EAAA’s first female doctor retires after 14 impactful years in the air
Dr Pam Chrispin is retiring from East Anglian Air Ambulance (EAAA) after 14 years with the life-saving charity and an incredible forty-year-medical-career.
Pam’s contributions to healthcare across East Anglia have been enormous, and she has proudly ‘kicked the door down for women’ along the way, becoming EAAA’s first ever female flying doctor in 2007, back when all of EAAA’s doctors were volunteers. In that time, Pam has helped to shape EAAA into the leading air ambulance service that it is today.
In 2016 Pam was one of the first doctors to be formally employed by EAAA and in 2018 became EAAA’s first Deputy Medical Director, a post she will hold up until her retirement on 31st January, following a highly distinguished career.
Pam, who lives in Diss and is 62 years old, specialised as an anaesthetist and has sat on several medical boards across the region, including with the East of England Ambulance Service (Medical Director 2010 – 2013), West Suffolk Hospital (Medical Director 2014 – 2016) and continues to be a Non-Executive Director at the Norfolk and Norwich University Hospital for Safeguarding, Maternity and Children and Young People.
By flying with the air ambulance, Pam has helped countless patients over the last 14 years receive critical care in their hour of need, taking the hospital to the roadside or bedside. Through her role as Deputy Medical Director at EAAA, her legacy has involved helping the charity to better demonstrate how it is positively impacting patient’s care, by creating a formal governance structure, and in leading the clinical training and continuous education for EAAA’s doctors and critical care paramedics, nurturing the next generation. Throughout her clinical career, Pam also found time to volunteer as a doctor for Suffolk Accident Rescue Service, helping as many patients as possible receive life-saving care pre-hospital.
Dr Pam Chrispin said: “I’ve thoroughly enjoyed my time with EAAA, proving that a small middle-aged woman in glasses could do this job back in 2007 when it was, at the time, a job mainly carried out by men. A lot has changed in the last 14 years, the service is now highly professional and the care we can deliver pre-hospital is simply amazing. EAAA has moved on from being a rapid way of taking people to hospital to bringing the hospital to them.

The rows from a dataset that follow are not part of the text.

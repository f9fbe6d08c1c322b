use std::collections::HashMap;
use std::sync::Arc;

use serde_json::Value;
use tokio::sync::RwLock;

use crate::agent::Agent;
use crate::error::{FleetError, FleetResult};

/// Constructs a boxed [`Agent`] from its serialized init arguments. Registered once per
/// agent class at process startup; invoked by the process host whenever a worker process
/// needs to reconstruct an agent (fresh start, or respawn after a crash).
pub type AgentFactory = Arc<dyn Fn(Value) -> FleetResult<Arc<dyn Agent>> + Send + Sync>;

/// Maps an agent class name to the factory that builds it.
///
/// This is the runtime's answer to the base framework's reflection-based instantiation:
/// rather than looking a class up by name at runtime through the language's object model,
/// every agent implementation registers an explicit constructor here before the runner
/// starts, and a respawned worker process looks it up the same way a fresh one would.
#[derive(Clone, Default)]
pub struct AgentRegistry {
    factories: Arc<RwLock<HashMap<String, AgentFactory>>>,
}

impl AgentRegistry {
    pub fn new() -> Self {
        Self::default()
    }

    pub async fn register(&self, class_name: impl Into<String>, factory: AgentFactory) {
        self.factories.write().await.insert(class_name.into(), factory);
    }

    pub async fn build(&self, class_name: &str, init_args: Value) -> FleetResult<Arc<dyn Agent>> {
        let factories = self.factories.read().await;
        let factory = factories
            .get(class_name)
            .ok_or_else(|| FleetError::UnknownAgentClass(class_name.to_string()))?;
        factory(init_args)
    }

    pub async fn class_names(&self) -> Vec<String> {
        self.factories.read().await.keys().cloned().collect()
    }
}
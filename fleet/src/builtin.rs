//! Small built-in agent classes available to every workspace without custom Rust code.
//!
//! `echo` mirrors its incoming content back to whoever sent it — the class the `fleet
//! create` scaffold template configures by default. `crash_probe` deliberately panics on
//! its Nth invocation; it exists purely as the fixture spec.md §8's crash+respawn scenario
//! describes ("Agent whose `respond` raises on its 3rd invocation"), so that scenario can be
//! exercised against a real spawned OS process rather than only asserted about in the
//! abstract.

use std::sync::Arc;

use async_trait::async_trait;
use fleet_wire::Envelope;
use serde_json::Value;

use crate::agent::Agent;
use crate::context::AgentContext;
use crate::error::FleetResult;
use crate::registry::AgentRegistry;
use crate::state::AgentState;

pub struct EchoAgent;

#[async_trait]
impl Agent for EchoAgent {
    async fn respond(
        &self,
        _context: &mut AgentContext,
        _state: &mut AgentState,
        incoming: &Envelope,
        _view: &[Envelope],
    ) -> FleetResult<Vec<Envelope>> {
        let reply = Envelope::message(incoming.content.clone().unwrap_or_default())
            .with_destination(incoming.source.clone().unwrap_or_else(|| "unknown".into()));
        Ok(vec![reply])
    }

    fn name(&self) -> &str {
        "echo"
    }
}

/// Panics on its `crash_on`th invocation (default the 3rd); a respawned process starts a
/// fresh counter in `state.custom`, so it crashes again only after `crash_on` more messages.
/// `init_args`: `{"crash_on": <u64>}`.
pub struct CrashProbeAgent {
    crash_on: u64,
}

impl CrashProbeAgent {
    pub fn new(crash_on: u64) -> Self {
        Self { crash_on }
    }

    fn from_init_args(init_args: &Value) -> Self {
        let crash_on = init_args.get("crash_on").and_then(Value::as_u64).unwrap_or(3);
        Self::new(crash_on)
    }
}

#[async_trait]
impl Agent for CrashProbeAgent {
    async fn respond(
        &self,
        _context: &mut AgentContext,
        state: &mut AgentState,
        incoming: &Envelope,
        _view: &[Envelope],
    ) -> FleetResult<Vec<Envelope>> {
        let count = state.custom.get("count").and_then(Value::as_u64).unwrap_or(0) + 1;
        state.custom = serde_json::json!({"count": count});
        if count == self.crash_on {
            panic!("crash_probe: deliberate crash on invocation {count}");
        }
        let reply = Envelope::message(format!("ack-{count}"))
            .with_destination(incoming.source.clone().unwrap_or_else(|| "unknown".into()));
        Ok(vec![reply])
    }

    fn name(&self) -> &str {
        "crash_probe"
    }
}

/// Registers every built-in class with `registry`. Called alongside
/// [`crate::runner::register_team_classes`] in both the parent process and every worker
/// process, since each reconstructs an identically-populated registry from scratch.
pub async fn register_builtin_classes(registry: &AgentRegistry) {
    registry
        .register("echo", Arc::new(|_init_args| Ok(Arc::new(EchoAgent) as Arc<dyn Agent>)))
        .await;
    registry
        .register(
            "crash_probe",
            Arc::new(|init_args| Ok(Arc::new(CrashProbeAgent::from_init_args(&init_args)) as Arc<dyn Agent>)),
        )
        .await;
}

#[cfg(test)]
mod tests {
    use super::*;
    use fleet_wire::{AgentId, EventType};

    #[tokio::test]
    async fn echo_agent_mirrors_content_back_to_sender() {
        let registry = AgentRegistry::new();
        register_builtin_classes(&registry).await;
        let agent = registry.build("echo", Value::Null).await.unwrap();

        let mut context = AgentContext::new(AgentId::new("echo"));
        let mut state = AgentState::new();
        let incoming = Envelope::new(EventType::Message).with_source("alice").with_content("hi");
        let replies = agent.respond(&mut context, &mut state, &incoming, &[]).await.unwrap();

        assert_eq!(replies[0].destination.as_ref().unwrap().as_str(), "alice");
        assert_eq!(replies[0].content.as_deref(), Some("hi"));
    }

    #[tokio::test]
    async fn crash_probe_counts_invocations_and_replies_until_the_crash_threshold() {
        let probe = CrashProbeAgent::new(3);
        let mut context = AgentContext::new(AgentId::new("probe"));
        let mut state = AgentState::new();

        for i in 1..3 {
            let incoming = Envelope::new(EventType::Message).with_source("alice").with_content("go");
            let replies = probe.respond(&mut context, &mut state, &incoming, &[]).await.unwrap();
            assert_eq!(replies[0].content.as_deref(), Some(format!("ack-{i}").as_str()));
        }
        assert_eq!(state.custom["count"], 2);
    }

    #[tokio::test]
    #[should_panic(expected = "deliberate crash on invocation 3")]
    async fn crash_probe_panics_on_its_configured_invocation() {
        let probe = CrashProbeAgent::new(3);
        let mut context = AgentContext::new(AgentId::new("probe"));
        let mut state = AgentState::new();
        for _ in 0..3 {
            let incoming = Envelope::new(EventType::Message).with_source("alice").with_content("go");
            let _ = probe.respond(&mut context, &mut state, &incoming, &[]).await;
        }
    }
}
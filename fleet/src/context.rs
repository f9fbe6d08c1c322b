use std::collections::HashMap;

use fleet_wire::AgentId;
use serde::{Deserialize, Serialize};
use serde_json::Value;

use crate::view::{GlobalMessageViewSelector, MessageViewSelector};

/// Correlates a later, unsolicited async observation back to the action that triggered it.
#[derive(Debug, Clone, Serialize, Deserialize)]
pub struct AsyncExecutionRecord {
    pub original_source: AgentId,
    pub original_channel: Option<String>,
    pub tool_use_id: String,
}

/// Information about the team an agent belongs to, broadcast once at registration time.
#[derive(Debug, Clone, Serialize, Deserialize)]
pub struct TeamInfo {
    pub team_id: AgentId,
    pub member_ids: Vec<AgentId>,
}

/// Per-agent configuration and collaborators threaded through `respond`. Unlike
/// [`crate::state::AgentState`], the context is not expected to change across iterations
/// (aside from the async execution cache, which is explicitly a scratch area).
pub struct AgentContext {
    pub agent_id: AgentId,
    pub team_info: Option<TeamInfo>,
    pub instruction: Option<String>,
    pub tools: Vec<String>,
    pub resources: HashMap<String, Value>,
    pub view_selector: Box<dyn MessageViewSelector>,
    async_execution_cache: HashMap<String, AsyncExecutionRecord>,
}

impl AgentContext {
    pub fn new(agent_id: AgentId) -> Self {
        Self {
            agent_id,
            team_info: None,
            instruction: None,
            tools: Vec::new(),
            resources: HashMap::new(),
            view_selector: Box::new(GlobalMessageViewSelector::default()),
            async_execution_cache: HashMap::new(),
        }
    }

    pub fn with_team_info(mut self, team_info: TeamInfo) -> Self {
        self.team_info = Some(team_info);
        self
    }

    pub fn with_instruction(mut self, instruction: impl Into<String>) -> Self {
        self.instruction = Some(instruction.into());
        self
    }

    pub fn with_view_selector(mut self, selector: Box<dyn MessageViewSelector>) -> Self {
        self.view_selector = selector;
        self
    }

    pub fn record_async_execution(&mut self, async_execution_id: impl Into<String>, record: AsyncExecutionRecord) {
        self.async_execution_cache.insert(async_execution_id.into(), record);
    }

    /// Removes and returns the record for `async_execution_id`, if any. Consuming a
    /// record is always a removal: once the matching observation has been folded back
    /// into the agent's view, the correlation entry has served its purpose.
    pub fn take_async_execution(&mut self, async_execution_id: &str) -> Option<AsyncExecutionRecord> {
        self.async_execution_cache.remove(async_execution_id)
    }

    pub fn pending_async_executions(&self) -> usize {
        self.async_execution_cache.len()
    }
}
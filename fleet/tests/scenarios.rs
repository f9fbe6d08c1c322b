//! End-to-end scenarios from spec §8, driven over a real in-process [`Router`] reachable
//! only through loopback TCP — every message in these tests travels through
//! [`fleet::router::server::RouterServer`] exactly as it would between real agent
//! processes. Each scenario plays the part of the worker loop itself (one `run_once` or
//! `tick` call per step) rather than spawning a real OS process, the same idiom the
//! in-crate unit tests in `client.rs`/`passive_loop.rs` already use.

use std::sync::Arc;
use std::time::Duration;

use fleet::agent::Agent;
use fleet::client::AgentClient;
use fleet::context::AgentContext;
use fleet::passive_loop::run_once;
use fleet::router::server::RouterServer;
use fleet::router::Router;
use fleet::state::AgentState;
use fleet::team::centralized::CentralizedCollaboration;
use fleet::team::decentralized::DecentralizedCollaboration;
use fleet::team::services::{DecisionStrategy, TeamVoting};
use fleet::team::Team;
use fleet_wire::{Action, AgentId, Envelope, EventType};

async fn bound_router() -> (Router, u16) {
    let router = Router::new();
    let server = RouterServer::bind(router.clone(), 0).await.unwrap();
    let port = server.local_port().unwrap();
    tokio::spawn(server.serve());
    (router, port)
}

/// Mirrors the incoming content back upper-cased, exactly as spec §8 scenario 1 describes.
struct UppercasingEcho;

#[async_trait::async_trait]
impl Agent for UppercasingEcho {
    async fn respond(
        &self,
        _context: &mut AgentContext,
        _state: &mut AgentState,
        incoming: &Envelope,
        _view: &[Envelope],
    ) -> fleet::FleetResult<Vec<Envelope>> {
        let reply = Envelope::message(incoming.content.clone().unwrap_or_default().to_uppercase())
            .with_destination(incoming.source.clone().unwrap_or_else(|| "unknown".into()));
        Ok(vec![reply])
    }

    fn name(&self) -> &str {
        "Echo"
    }
}

#[tokio::test]
async fn direct_request_response() {
    let (_router, port) = bound_router().await;

    let human = AgentClient::connect(("127.0.0.1", port), AgentId::new("human")).await.unwrap();
    let echo_client = AgentClient::connect(("127.0.0.1", port), AgentId::new("Echo")).await.unwrap();

    human
        .send_message(Envelope::new(EventType::Message).with_source("human").with_destination("Echo").with_content("hi"))
        .await
        .unwrap();

    let agent: Arc<dyn Agent> = Arc::new(UppercasingEcho);
    let mut context = AgentContext::new(AgentId::new("Echo"));
    let mut state = AgentState::new();
    let processed = run_once(&agent, &echo_client, &mut context, &mut state, &[]).await.unwrap();
    assert!(processed);

    let reply = human
        .wait_for_response(Some(&AgentId::new("Echo")), Some(&AgentId::new("human")), None, Duration::from_secs(2))
        .await
        .expect("Echo must reply within the timeout");
    assert_eq!(reply.content.as_deref(), Some("HI"));
}

#[tokio::test]
async fn channel_broadcast_excludes_the_sender() {
    let (router, port) = bound_router().await;
    router
        .create_channel(fleet_wire::Channel::with_members(
            "news",
            [AgentId::new("A"), AgentId::new("B"), AgentId::new("C")],
        ))
        .await;

    let a = AgentClient::connect(("127.0.0.1", port), AgentId::new("A")).await.unwrap();
    let b = AgentClient::connect(("127.0.0.1", port), AgentId::new("B")).await.unwrap();
    let c = AgentClient::connect(("127.0.0.1", port), AgentId::new("C")).await.unwrap();

    a.send_message(Envelope::new(EventType::Message).with_source("A").with_channel("news").with_content("hello"))
        .await
        .unwrap();

    let on_b = b.wait_for_response(None, None, Some("news"), Duration::from_secs(2)).await;
    let on_c = c.wait_for_response(None, None, Some("news"), Duration::from_secs(2)).await;
    assert_eq!(on_b.unwrap().content.as_deref(), Some("hello"));
    assert_eq!(on_c.unwrap().content.as_deref(), Some("hello"));

    // A observes its own send in the router's log but is never handed it back as a
    // recipient.
    let log = router.log_snapshot().await;
    assert!(log.iter().any(|m| m.source.as_deref() == Some("A") && m.content.as_deref() == Some("hello")));
    let on_a = a.wait_for_response(None, None, Some("news"), Duration::from_millis(200)).await;
    assert!(on_a.is_none(), "the sender must not receive its own broadcast back");
}

#[tokio::test]
async fn centralized_team_serializes_two_back_to_back_requests() {
    let (_router, port) = bound_router().await;

    let team_id = AgentId::team("eng");
    let human = AgentClient::connect(("127.0.0.1", port), AgentId::new("human")).await.unwrap();
    let k = AgentClient::connect(("127.0.0.1", port), AgentId::new("K")).await.unwrap();
    let team_client = AgentClient::connect(("127.0.0.1", port), team_id.clone()).await.unwrap();

    let team: Arc<dyn Agent> = Arc::new(Team::new(
        team_id.clone(),
        vec![AgentId::new("K"), AgentId::new("W")],
        Box::new(CentralizedCollaboration::new(AgentId::new("K"))),
    ));
    let mut context = AgentContext::new(team_id.clone());
    let mut state = AgentState::new();

    human
        .send_message(Envelope::new(EventType::Message).with_source("human").with_destination(team_id.clone()).with_content("m1"))
        .await
        .unwrap();
    human
        .send_message(Envelope::new(EventType::Message).with_source("human").with_destination(team_id.clone()).with_content("m2"))
        .await
        .unwrap();
    tokio::time::sleep(Duration::from_millis(50)).await;

    // m1 is dispatched straight to the coordinator, rewritten to come from the team.
    assert!(run_once(&team, &team_client, &mut context, &mut state, &[]).await.unwrap());
    let to_k = k.wait_for_response(Some(&team_id), None, None, Duration::from_secs(2)).await.unwrap();
    assert_eq!(to_k.content.as_deref(), Some("m1"));

    // m2 arrives while K is still busy with m1: it is queued, not forwarded.
    assert!(run_once(&team, &team_client, &mut context, &mut state, &[]).await.unwrap());
    let queued_notice = human.wait_for_response(Some(&team_id), None, None, Duration::from_secs(2)).await.unwrap();
    assert!(queued_notice.content.as_ref().unwrap().contains("position=1"));

    // K's first reply is forwarded to human and dequeues m2 to K.
    k.send_message(Envelope::message("r1").with_source("K").with_destination(team_id.clone())).await.unwrap();
    tokio::time::sleep(Duration::from_millis(50)).await;
    assert!(run_once(&team, &team_client, &mut context, &mut state, &[]).await.unwrap());
    let r1 = human.wait_for_response(Some(&team_id), None, None, Duration::from_secs(2)).await.unwrap();
    assert_eq!(r1.content.as_deref(), Some("r1"));
    let forwarded_m2 = k.wait_for_response(Some(&team_id), None, None, Duration::from_secs(2)).await.unwrap();
    assert_eq!(forwarded_m2.content.as_deref(), Some("m2"));

    // K's second reply completes m2; human now has both replies, source rewritten to the team.
    k.send_message(Envelope::message("r2").with_source("K").with_destination(team_id.clone())).await.unwrap();
    tokio::time::sleep(Duration::from_millis(50)).await;
    assert!(run_once(&team, &team_client, &mut context, &mut state, &[]).await.unwrap());
    let r2 = human.wait_for_response(Some(&team_id), None, None, Duration::from_secs(2)).await.unwrap();
    assert_eq!(r2.content.as_deref(), Some("r2"));
}

#[tokio::test]
async fn majority_vote_resolves_to_the_proposal_with_more_than_half_the_votes() {
    let (_router, port) = bound_router().await;

    let team_id = AgentId::team("eng");
    let human = AgentClient::connect(("127.0.0.1", port), AgentId::new("human")).await.unwrap();
    let agent1 = AgentClient::connect(("127.0.0.1", port), AgentId::new("Agent1")).await.unwrap();
    let agent3 = AgentClient::connect(("127.0.0.1", port), AgentId::new("Agent3")).await.unwrap();
    let team_client = AgentClient::connect(("127.0.0.1", port), team_id.clone()).await.unwrap();

    let team: Arc<dyn Agent> = Arc::new(
        Team::new(
            team_id.clone(),
            vec![AgentId::new("Agent1"), AgentId::new("Agent2"), AgentId::new("Agent3")],
            Box::new(DecentralizedCollaboration::new(DecisionStrategy::MajorityVote, 3, 60)),
        )
        .with_service(Box::new(TeamVoting::new(DecisionStrategy::MajorityVote, 3))),
    );
    let mut context = AgentContext::new(team_id.clone());
    let mut state = AgentState::new();

    human
        .send_message(Envelope::new(EventType::Message).with_source("human").with_destination(team_id.clone()).with_content("decide x"))
        .await
        .unwrap();
    tokio::time::sleep(Duration::from_millis(50)).await;
    assert!(run_once(&team, &team_client, &mut context, &mut state, &[]).await.unwrap());

    // Agent1 proposes P1 (auto-voting itself in favor).
    agent1
        .send_message(
            Envelope::new(EventType::TeamService)
                .with_source("Agent1")
                .with_destination(team_id.clone())
                .with_actions(vec![Action::new("team_voting", "propose", serde_json::json!({"content": "P1"}), "t1")]),
        )
        .await
        .unwrap();
    tokio::time::sleep(Duration::from_millis(50)).await;
    assert!(run_once(&team, &team_client, &mut context, &mut state, &[]).await.unwrap());
    let p1_reply = agent1.wait_for_response(Some(&team_id), None, None, Duration::from_secs(2)).await.unwrap();
    let p1_id = p1_reply.observations[0].data.get("id").and_then(serde_json::Value::as_str).unwrap().to_string();

    // Agent2 proposes P2 (auto-voting itself in favor).
    let agent2 = AgentClient::connect(("127.0.0.1", port), AgentId::new("Agent2")).await.unwrap();
    agent2
        .send_message(
            Envelope::new(EventType::TeamService)
                .with_source("Agent2")
                .with_destination(team_id.clone())
                .with_actions(vec![Action::new("team_voting", "propose", serde_json::json!({"content": "P2"}), "t2")]),
        )
        .await
        .unwrap();
    tokio::time::sleep(Duration::from_millis(50)).await;
    assert!(run_once(&team, &team_client, &mut context, &mut state, &[]).await.unwrap());

    // Agent3 votes for P1, tipping it to 2 of 3 votes (a strict majority).
    agent3
        .send_message(
            Envelope::new(EventType::TeamService)
                .with_source("Agent3")
                .with_destination(team_id.clone())
                .with_actions(vec![Action::new(
                    "team_voting",
                    "vote",
                    serde_json::json!({"proposal_id": p1_id, "in_favor": true}),
                    "t3",
                )]),
        )
        .await
        .unwrap();
    tokio::time::sleep(Duration::from_millis(50)).await;
    assert!(run_once(&team, &team_client, &mut context, &mut state, &[]).await.unwrap());

    let outbound = team.tick(&mut state).await.unwrap();
    for envelope in outbound {
        team_client.send_message(envelope).await.unwrap();
    }
    tokio::time::sleep(Duration::from_millis(50)).await;

    let decision = human.wait_for_response(Some(&team_id), None, None, Duration::from_secs(2)).await.unwrap();
    assert_eq!(decision.content.as_deref(), Some("P1"));
}
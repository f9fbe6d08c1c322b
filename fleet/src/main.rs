use std::path::{Path, PathBuf};
use std::sync::Arc;
use std::time::Duration;

use clap::{Parser, Subcommand};
use fleet::agent::Agent;
use fleet::client::AgentClient;
use fleet::config::WorkspaceConfig;
use fleet::context::AgentContext;
use fleet::process_host::{wait_for_shutdown_signal, WorkerBootstrap, WORKER_ITERATE_INTERVAL};
use fleet::registry::AgentRegistry;
use fleet::router::server::{RouterServer, DEFAULT_PORT};
use fleet::router::Router;
use fleet::runner::{register_team_classes, Runner};
use fleet::state::AgentState;
use fleet_wire::AgentId;
use tracing_subscriber::EnvFilter;

#[derive(Parser)]
#[command(name = "fleet", about = "Router, agent-process host, and team-coordination runtime")]
struct Cli {
    #[command(subcommand)]
    command: Option<Command>,

    /// Hidden worker entrypoint: the runner re-execs this binary with this flag set to
    /// host a single agent, reading its bootstrap from `FLEET_WORKER_BOOTSTRAP`.
    #[arg(long, hide = true)]
    worker: bool,
}

#[derive(Subcommand)]
enum Command {
    /// Scaffold a new workspace directory from the minimal template.
    Create {
        #[arg(short, long)]
        workspace: String,
    },
    /// Run a workspace until its configured stop condition fires.
    Run {
        #[arg(short, long)]
        workspace: String,
        #[arg(short, long)]
        input: Option<String>,
        #[arg(long)]
        debug: bool,
        #[arg(long)]
        visual: bool,
        #[arg(long, default_value_t = 9000)]
        visual_port: u16,
    },
}

/// `CONFIG_PATH` / workspace-root resolution: the path is env-first, falling back to
/// `config.toml` relative to the current directory. The runner sets its own working
/// directory to the workspace root before spawning worker processes, so a worker re-execing
/// this binary inherits the same resolution without needing the path passed explicitly.
fn resolve_config_path() -> PathBuf {
    std::env::var("CONFIG_PATH").map(PathBuf::from).unwrap_or_else(|_| PathBuf::from("config.toml"))
}

fn init_logging(debug: bool, workspace: &Path) {
    let filter = EnvFilter::new(if debug { "info" } else { "error" });
    let builder = tracing_subscriber::fmt().with_env_filter(filter);
    if debug {
        if let Ok(file) = std::fs::File::create(workspace.join("fleet.log")) {
            builder.with_writer(std::sync::Mutex::new(file)).init();
            return;
        }
    }
    builder.init();
}

#[tokio::main]
async fn main() {
    let cli = Cli::parse();

    if cli.worker {
        run_worker().await;
        return;
    }

    let exit_code = match cli.command {
        Some(Command::Create { workspace }) => create_workspace(&workspace),
        Some(Command::Run {
            workspace,
            input,
            debug,
            visual,
            visual_port,
        }) => run_workspace(&workspace, input, debug, visual, visual_port).await,
        None => {
            eprintln!("usage: fleet <create|run> ...");
            2
        }
    };
    std::process::exit(exit_code);
}

fn create_workspace(workspace: &str) -> i32 {
    let dir = PathBuf::from(workspace);
    if let Err(e) = std::fs::create_dir_all(&dir) {
        eprintln!("failed to create workspace directory: {e}");
        return 1;
    }

    let config_path = dir.join("config.toml");
    if !config_path.exists() {
        const TEMPLATE: &str = "# fleet workspace configuration\n\n[[agents]]\ninstance_name = \"example\"\nclass = \"echo\"\n";
        if let Err(e) = std::fs::write(&config_path, TEMPLATE) {
            eprintln!("failed to write config template: {e}");
            return 1;
        }
    }

    println!("created workspace at {}", dir.display());
    0
}

async fn run_workspace(workspace: &str, input: Option<String>, debug: bool, _visual: bool, _visual_port: u16) -> i32 {
    let workspace_dir = PathBuf::from(workspace);
    if !workspace_dir.is_dir() {
        eprintln!("workspace not found: {}", workspace_dir.display());
        return 1;
    }
    init_logging(debug, &workspace_dir);

    if std::env::set_current_dir(&workspace_dir).is_err() {
        eprintln!("workspace not found: {}", workspace_dir.display());
        return 1;
    }

    let config = match WorkspaceConfig::load(resolve_config_path()) {
        Ok(config) => config,
        Err(e) => {
            eprintln!("configuration error: {e}");
            return 2;
        }
    };

    let registry = AgentRegistry::new();
    fleet::builtin::register_builtin_classes(&registry).await;
    register_team_classes(&registry, &config).await;

    let router = Router::new();
    let server = match RouterServer::bind(router.clone(), DEFAULT_PORT).await {
        Ok(server) => server,
        Err(e) => {
            eprintln!("failed to bind router: {e}");
            return 2;
        }
    };
    let router_port = server.local_port().unwrap_or(DEFAULT_PORT);
    tokio::spawn(server.serve());

    let mut runner = Runner::new(router, router_port, config, workspace_dir);
    if let Err(e) = runner.start(Duration::from_secs(30)).await {
        eprintln!("agents failed to start: {e}");
        return 2;
    }

    if let Some(text) = input {
        tracing::info!(%text, "initial input supplied on the command line");
    }

    tokio::select! {
        result = runner.run() => {
            if let Err(e) = result {
                eprintln!("run error: {e}");
                return 1;
            }
        }
        _ = wait_for_shutdown_signal() => {
            if let Err(e) = runner.stop().await {
                eprintln!("shutdown error: {e}");
                return 1;
            }
        }
    }

    if let Err(e) = runner.save_checkpoint().await {
        eprintln!("failed to save checkpoint: {e}");
        return 1;
    }

    0
}

/// The hidden worker entrypoint: decodes its bootstrap, rebuilds the agent it was told to
/// host from a registry populated identically to the parent's, connects to the router, and
/// runs the passive loop until asked to stop. Exits non-zero on an unhandled error so the
/// runner respawns it.
async fn run_worker() {
    tracing_subscriber::fmt().with_env_filter(EnvFilter::new("info")).init();

    let bootstrap = match WorkerBootstrap::from_env() {
        Ok(bootstrap) => bootstrap,
        Err(e) => {
            eprintln!("worker bootstrap error: {e}");
            std::process::exit(1);
        }
    };

    let config = match WorkspaceConfig::load(resolve_config_path()) {
        Ok(config) => config,
        Err(e) => {
            eprintln!("worker configuration error: {e}");
            std::process::exit(2);
        }
    };

    let registry = AgentRegistry::new();
    fleet::builtin::register_builtin_classes(&registry).await;
    register_team_classes(&registry, &config).await;

    let agent: Arc<dyn Agent> = match registry.build(&bootstrap.class_identifier, bootstrap.init_args.clone()).await {
        Ok(agent) => agent,
        Err(e) => {
            eprintln!("failed to build agent '{}': {e}", bootstrap.class_identifier);
            std::process::exit(1);
        }
    };

    let agent_id = AgentId::new(bootstrap.instance_name.clone());
    let client = match AgentClient::connect(("127.0.0.1", bootstrap.router_port), agent_id.clone()).await {
        Ok(client) => client,
        Err(e) => {
            eprintln!("worker failed to connect to router: {e}");
            std::process::exit(1);
        }
    };

    let mut context = AgentContext::new(agent_id);
    let mut state: AgentState = bootstrap
        .initial_state
        .as_ref()
        .and_then(|v| serde_json::from_value(v.clone()).ok())
        .unwrap_or_default();

    loop {
        tokio::select! {
            _ = wait_for_shutdown_signal() => break,
            _ = tokio::time::sleep(WORKER_ITERATE_INTERVAL) => {
                let outcome: Result<(), fleet::error::FleetError> = async {
                    fleet::passive_loop::run_once(&agent, &client, &mut context, &mut state, &[]).await?;
                    // Runs every tick regardless of whether a message was just processed;
                    // this is what drives a team's time-boxed collaboration polling
                    // (decentralized voting's deadline/decision check) even when idle.
                    for envelope in agent.tick(&mut state).await? {
                        client.send_message(envelope).await?;
                    }
                    Ok(())
                }.await;

                match outcome {
                    Ok(()) => {
                        if let Err(e) = client.push_state(&state).await {
                            tracing::warn!(error = %e, "failed to push state to router");
                        }
                    }
                    Err(e) => {
                        eprintln!("agent iterate error: {e}");
                        std::process::exit(1);
                    }
                }
            }
        }
    }
}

“It’s been a huge privilege for me personally to be able to help train the next generation of pre-hospital emergency medicine specialists and to see them leap-frogging me in terms of their skills, drive and ambition to continuously improve patient care through EAAA. It’s been wonderful and I am feeling very emotional about leaving, but I’ve done my bit and am delighted to pass the baton on to the next generation. I will miss everyone dearly but am looking forward to spending more time with my family.”
Dr Victor Inyang, Medical Director at EAAA, added:
“Dr Pam Chrispin has been an inspirational leader and colleague at the East Anglian Air Ambulance. She has been at the core of developing our pre-hospital critical care service, which we are all proud of, and the underpinning clinical governance structure that ensures a high-quality service is delivered consistently to all our patients. A truly remarkable legacy. We wish her well in her next phase and thank her for the service she has given.”
Pam is retiring from EAAA but will carry on her role as a non-executive director at the Norfolk and Norwich University Hospital and will work as an executive coach, while continuing her love for tennis, cycling, Liverpool FC and looking after her grandchildren.